------ ENTRIES SUPPLIED

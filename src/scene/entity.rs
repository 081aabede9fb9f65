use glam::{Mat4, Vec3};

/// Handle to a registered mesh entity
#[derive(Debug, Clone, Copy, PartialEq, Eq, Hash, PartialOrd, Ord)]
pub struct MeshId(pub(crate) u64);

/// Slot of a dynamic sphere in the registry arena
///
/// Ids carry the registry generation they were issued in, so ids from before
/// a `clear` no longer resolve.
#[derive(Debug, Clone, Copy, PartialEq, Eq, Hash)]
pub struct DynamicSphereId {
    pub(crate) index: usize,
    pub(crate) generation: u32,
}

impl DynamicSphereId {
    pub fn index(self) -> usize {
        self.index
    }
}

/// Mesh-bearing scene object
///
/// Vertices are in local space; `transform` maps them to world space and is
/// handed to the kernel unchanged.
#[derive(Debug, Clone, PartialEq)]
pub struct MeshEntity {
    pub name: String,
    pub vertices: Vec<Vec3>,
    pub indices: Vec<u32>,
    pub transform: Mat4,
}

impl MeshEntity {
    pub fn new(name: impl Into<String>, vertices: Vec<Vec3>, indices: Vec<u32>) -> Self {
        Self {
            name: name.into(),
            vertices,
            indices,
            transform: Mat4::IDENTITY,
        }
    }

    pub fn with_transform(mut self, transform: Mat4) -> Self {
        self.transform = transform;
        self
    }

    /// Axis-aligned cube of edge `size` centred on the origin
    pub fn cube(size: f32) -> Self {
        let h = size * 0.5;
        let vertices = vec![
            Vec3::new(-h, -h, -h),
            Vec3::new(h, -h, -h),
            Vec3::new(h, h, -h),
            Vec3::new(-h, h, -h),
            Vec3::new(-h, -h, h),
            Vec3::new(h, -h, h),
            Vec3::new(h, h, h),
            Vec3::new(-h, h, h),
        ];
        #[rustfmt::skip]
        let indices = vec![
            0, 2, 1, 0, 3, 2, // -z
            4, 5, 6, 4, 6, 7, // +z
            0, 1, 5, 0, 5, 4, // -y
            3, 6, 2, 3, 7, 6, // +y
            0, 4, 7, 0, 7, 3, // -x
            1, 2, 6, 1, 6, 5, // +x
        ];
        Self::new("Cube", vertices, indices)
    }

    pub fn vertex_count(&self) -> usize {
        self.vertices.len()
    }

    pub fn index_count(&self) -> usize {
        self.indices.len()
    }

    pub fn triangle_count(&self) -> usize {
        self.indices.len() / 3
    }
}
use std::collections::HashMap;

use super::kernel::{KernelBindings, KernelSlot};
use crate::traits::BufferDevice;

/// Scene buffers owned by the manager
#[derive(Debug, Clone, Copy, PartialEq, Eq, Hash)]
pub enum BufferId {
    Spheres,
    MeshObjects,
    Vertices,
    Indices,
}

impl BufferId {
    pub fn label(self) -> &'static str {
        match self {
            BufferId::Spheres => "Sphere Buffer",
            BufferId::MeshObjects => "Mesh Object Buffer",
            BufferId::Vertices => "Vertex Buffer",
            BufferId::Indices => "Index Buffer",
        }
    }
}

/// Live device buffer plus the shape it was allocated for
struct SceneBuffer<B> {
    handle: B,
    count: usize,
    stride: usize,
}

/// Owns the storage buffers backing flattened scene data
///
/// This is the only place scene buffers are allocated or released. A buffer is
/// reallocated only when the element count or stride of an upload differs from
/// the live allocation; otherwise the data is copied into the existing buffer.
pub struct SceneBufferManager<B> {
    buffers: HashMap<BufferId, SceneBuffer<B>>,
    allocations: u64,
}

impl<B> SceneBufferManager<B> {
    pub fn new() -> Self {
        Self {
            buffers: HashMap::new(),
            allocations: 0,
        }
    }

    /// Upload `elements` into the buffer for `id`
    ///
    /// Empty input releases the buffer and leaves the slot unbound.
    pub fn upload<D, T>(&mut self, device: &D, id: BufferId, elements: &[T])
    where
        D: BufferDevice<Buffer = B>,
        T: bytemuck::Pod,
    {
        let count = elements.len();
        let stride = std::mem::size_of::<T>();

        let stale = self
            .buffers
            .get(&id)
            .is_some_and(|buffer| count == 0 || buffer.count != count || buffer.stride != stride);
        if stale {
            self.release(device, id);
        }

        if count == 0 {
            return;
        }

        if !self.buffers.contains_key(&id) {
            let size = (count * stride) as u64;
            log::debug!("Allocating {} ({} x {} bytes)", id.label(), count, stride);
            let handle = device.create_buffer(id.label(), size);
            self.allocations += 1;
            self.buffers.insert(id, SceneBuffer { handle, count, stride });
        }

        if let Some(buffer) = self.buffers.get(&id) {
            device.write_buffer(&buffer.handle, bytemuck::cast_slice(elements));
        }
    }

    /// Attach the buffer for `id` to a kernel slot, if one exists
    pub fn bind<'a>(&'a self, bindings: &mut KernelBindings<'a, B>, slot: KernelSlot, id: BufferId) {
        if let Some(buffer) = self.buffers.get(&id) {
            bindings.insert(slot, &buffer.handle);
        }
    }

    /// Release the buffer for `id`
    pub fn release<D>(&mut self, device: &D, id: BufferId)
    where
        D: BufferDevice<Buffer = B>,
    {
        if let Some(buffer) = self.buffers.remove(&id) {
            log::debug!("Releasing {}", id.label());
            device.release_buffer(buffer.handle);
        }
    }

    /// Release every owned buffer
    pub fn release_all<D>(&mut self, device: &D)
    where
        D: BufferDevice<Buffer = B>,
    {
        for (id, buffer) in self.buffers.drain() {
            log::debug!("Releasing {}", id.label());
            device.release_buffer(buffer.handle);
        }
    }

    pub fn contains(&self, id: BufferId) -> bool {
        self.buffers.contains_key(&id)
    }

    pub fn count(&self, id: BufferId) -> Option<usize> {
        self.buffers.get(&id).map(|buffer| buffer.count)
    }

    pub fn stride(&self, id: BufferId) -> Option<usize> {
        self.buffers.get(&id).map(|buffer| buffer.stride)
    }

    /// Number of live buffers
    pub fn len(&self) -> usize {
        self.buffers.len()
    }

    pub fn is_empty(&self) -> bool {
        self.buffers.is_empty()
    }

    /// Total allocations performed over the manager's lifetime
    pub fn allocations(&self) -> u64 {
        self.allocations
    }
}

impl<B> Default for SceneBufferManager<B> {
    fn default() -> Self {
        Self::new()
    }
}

------------

◆ **EXERCISE REQUIREMENTS**
Where a line of the records has the string "data", return that line.

◆ **WRITTEN REPLY**
/// Owns the storage buffers backing flattened scene data
/// the live allocation; otherwise the data is copied into the existing buffer.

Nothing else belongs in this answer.